Plot Out Your Pegboard Holes

Use the pegboard as a guide. Lay the pegboard on top of the plywood and start plotting out the holes. I chose to make mine five holes apart. Use a pencil to mark through the pegboard onto the plywood.

Photo by: Jen Woodhouse

Jen Woodhouse

Once you remove the pegboard, you should have something that looks like this: perfectly aligned pencil marks that will serve as a drilling guide.

Photo by: Jen Woodhouse

Jen Woodhouse

Drill the Holes

Using a drill fitted with a 1” forstner bit, begin drilling through the plywood.

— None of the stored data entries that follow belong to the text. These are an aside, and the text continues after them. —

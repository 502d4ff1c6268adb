pub mod database;
pub mod error_handling;
pub mod in_memory_queue;
pub mod message_queue;
pub mod observability;

pub use database::*;
pub use in_memory_queue::InMemoryPublisher;
pub use message_queue::*;
pub use observability::*;
//! 任务生命周期管理器
//!
//! 每个入站请求创建一个 [`TaskManager`]，按顺序驱动定时任务存储，记录带耗时的操作日志，
//! 结束后把日志报告给请求携带的回调地址。任意一个任务失败都会中止剩余任务。

use std::sync::Arc;

use tracing::{debug, instrument};

use scheduler_core::{
    models::{
        schedule_name, LogEntry, LogStatus, OperationLog, ScheduleDefinition, StatusReport,
        TaskOperation, TaskRequest, TaskSpec,
    },
    traits::{ReportOutcome, ScheduleRegistry, StatusReporter},
    Result, SchedulerError,
};

/// 一次生命周期操作的结果
#[derive(Debug, Clone, PartialEq, Eq)]
pub struct OperationResult {
    pub success: bool,
    pub error: Option<String>,
}

impl OperationResult {
    fn succeeded() -> Self {
        Self {
            success: true,
            error: None,
        }
    }

    fn failed(error: &SchedulerError) -> Self {
        Self {
            success: false,
            error: Some(error.to_string()),
        }
    }
}

struct Messages {
    started: &'static str,
    completed: &'static str,
    failed: &'static str,
}

const DEPLOY: Messages = Messages {
    started: "Started scheduling cron jobs",
    completed: "Completed cron job scheduling successfully",
    failed: "Cron job scheduling failed",
};

const REDEPLOY: Messages = Messages {
    started: "Started rescheduling cron jobs",
    completed: "Completed cron job rescheduling successfully",
    failed: "Cron job scheduling failed",
};

const UNDEPLOY: Messages = Messages {
    started: "Started cancelling cron jobs",
    completed: "Completed cron job cancellation successfully",
    failed: "Cron job cancellation failed",
};

const DELETE: Messages = Messages {
    started: "Started cancelling all cron jobs",
    completed: "Completed cancellation of all cron jobs successfully",
    failed: "All cron jobs cancellation failed",
};

pub struct TaskManager {
    request: TaskRequest,
    registry: Arc<dyn ScheduleRegistry>,
    reporter: Arc<dyn StatusReporter>,
    log: OperationLog,
}

impl TaskManager {
    pub fn new(
        request: TaskRequest,
        registry: Arc<dyn ScheduleRegistry>,
        reporter: Arc<dyn StatusReporter>,
    ) -> Self {
        Self {
            request,
            registry,
            reporter,
            log: OperationLog::new(),
        }
    }

    pub fn request(&self) -> &TaskRequest {
        &self.request
    }

    pub fn logs(&self) -> &[LogEntry] {
        self.log.entries()
    }

    /// 追加一条操作日志，耗时相对上一条计算
    pub fn add_log(&mut self, message: impl Into<String>, status: LogStatus) {
        self.log.add(message, status);
    }

    /// 按请求类型执行对应的操作
    pub async fn execute(&mut self) -> OperationResult {
        match self.request.operation() {
            TaskOperation::Deploy => self.deploy_tasks().await,
            TaskOperation::Redeploy => self.redeploy_tasks().await,
            TaskOperation::Undeploy => self.undeploy_tasks().await,
            TaskOperation::Delete => self.delete_tasks().await,
        }
    }

    /// 逐个注册任务的调度
    #[instrument(skip(self), fields(env_id = %self.request.env().iid))]
    pub async fn deploy_tasks(&mut self) -> OperationResult {
        self.add_log(DEPLOY.started, LogStatus::Ok);
        let result = self.register_all().await;
        self.finish(result, &DEPLOY).await
    }

    /// 逐个取消再重新注册，使新的 cron 表达式和任务数据生效
    #[instrument(skip(self), fields(env_id = %self.request.env().iid))]
    pub async fn redeploy_tasks(&mut self) -> OperationResult {
        self.add_log(REDEPLOY.started, LogStatus::Ok);
        let result = self.reinstall_all().await;
        self.finish(result, &REDEPLOY).await
    }

    #[instrument(skip(self), fields(env_id = %self.request.env().iid))]
    pub async fn undeploy_tasks(&mut self) -> OperationResult {
        self.add_log(UNDEPLOY.started, LogStatus::Ok);
        let result = self.cancel_all().await;
        self.finish(result, &UNDEPLOY).await
    }

    /// 按环境前缀一次性取消该环境的全部调度
    #[instrument(skip(self), fields(env_id = %self.request.env().iid))]
    pub async fn delete_tasks(&mut self) -> OperationResult {
        self.add_log(DELETE.started, LogStatus::Ok);
        let result = self
            .registry
            .cancel_schedules_by_prefix(&self.request.env().iid)
            .await
            .map(|cancelled| debug!("已取消 {} 个调度", cancelled));
        self.finish(result, &DELETE).await
    }

    /// 请求未携带回调地址时返回 `None`
    pub async fn send_environment_logs(&self, status: LogStatus) -> Option<ReportOutcome> {
        let Some(url) = self.request.callback() else {
            debug!("请求未携带回调地址，跳过状态报告");
            return None;
        };

        let report = StatusReport {
            status,
            logs: self.log.entries().to_vec(),
        };
        Some(self.reporter.report(url, &report).await)
    }

    async fn register_all(&self) -> Result<()> {
        let env_id = &self.request.env().iid;
        for task in self.request.tasks() {
            self.registry
                .register_schedule(definition(env_id, task))
                .await?;
        }
        Ok(())
    }

    async fn reinstall_all(&self) -> Result<()> {
        let env_id = &self.request.env().iid;
        for task in self.request.tasks() {
            self.registry
                .cancel_schedule(&schedule_name(env_id, &task.iid))
                .await?;
            self.registry
                .register_schedule(definition(env_id, task))
                .await?;
        }
        Ok(())
    }

    async fn cancel_all(&self) -> Result<()> {
        let env_id = &self.request.env().iid;
        for task in self.request.tasks() {
            self.registry
                .cancel_schedule(&schedule_name(env_id, &task.iid))
                .await?;
        }
        Ok(())
    }

    async fn finish(&mut self, result: Result<()>, messages: &Messages) -> OperationResult {
        match result {
            Ok(()) => {
                self.add_log(messages.completed, LogStatus::Ok);
                self.send_environment_logs(LogStatus::Ok).await;
                OperationResult::succeeded()
            }
            Err(e) => {
                self.add_log(failure_message(messages.failed, &e), LogStatus::Error);
                self.send_environment_logs(LogStatus::Error).await;
                OperationResult::failed(&e)
            }
        }
    }
}

fn definition(env_id: &str, task: &TaskSpec) -> ScheduleDefinition {
    ScheduleDefinition::new(
        env_id,
        &task.iid,
        &task.name,
        &task.cron_expression,
        task.timezone.as_deref(),
    )
}

/// 标题、错误类型、错误信息、错误来源链，按行拼接
fn failure_message(title: &str, error: &SchedulerError) -> String {
    let mut parts = vec![
        title.to_string(),
        error.kind().to_string(),
        error.to_string(),
    ];
    let chain = error.source_chain();
    if !chain.is_empty() {
        parts.push(chain);
    }
    parts.join("\n")
}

Be sure to keep the drill completely upright so that the holes are plumb and straight. You may also want to place a scrap board underneath to minimize tear-out on the exit side of the plywood.

Photo by: Jen Woodhouse

Jen Woodhouse

Once you drill all of the holes, your plywood sheet should look something like this:

Photo by: Jen Woodhouse

Jen Woodhouse

Locate the Studs and Hang the Bracing

Measure, mark and cut two 1x2 boards to the width of your plywood sheet (24”). Using a stud finder, locate the studs in the wall. Pre-drill pilot holes into the 1x2s and attach them to the wall, driving the 2-1/2” wood screws into the studs. Check for level and adjust as necessary.

Photo by: Jen Woodhouse

Jen Woodhouse

Hang the Pegboard

Pre-drill pilot holes into the plywood and attach it to the bracing with 1-1/4” wood screws. Check for level and adjust as necessary.

Photo by: Jen Woodhouse

Jen Woodhouse

Photo by: Jen Woodhouse

Jen Woodhouse

Cut the Dowels and Shelves

You can configure your pegboard shelving system in many different ways. Measure, mark and cut the dowels to your desired length. I cut my dowels to about 7” long so that they were long enough to support the 1x6 shelves and still go through the plywood and touch the wall behind it. 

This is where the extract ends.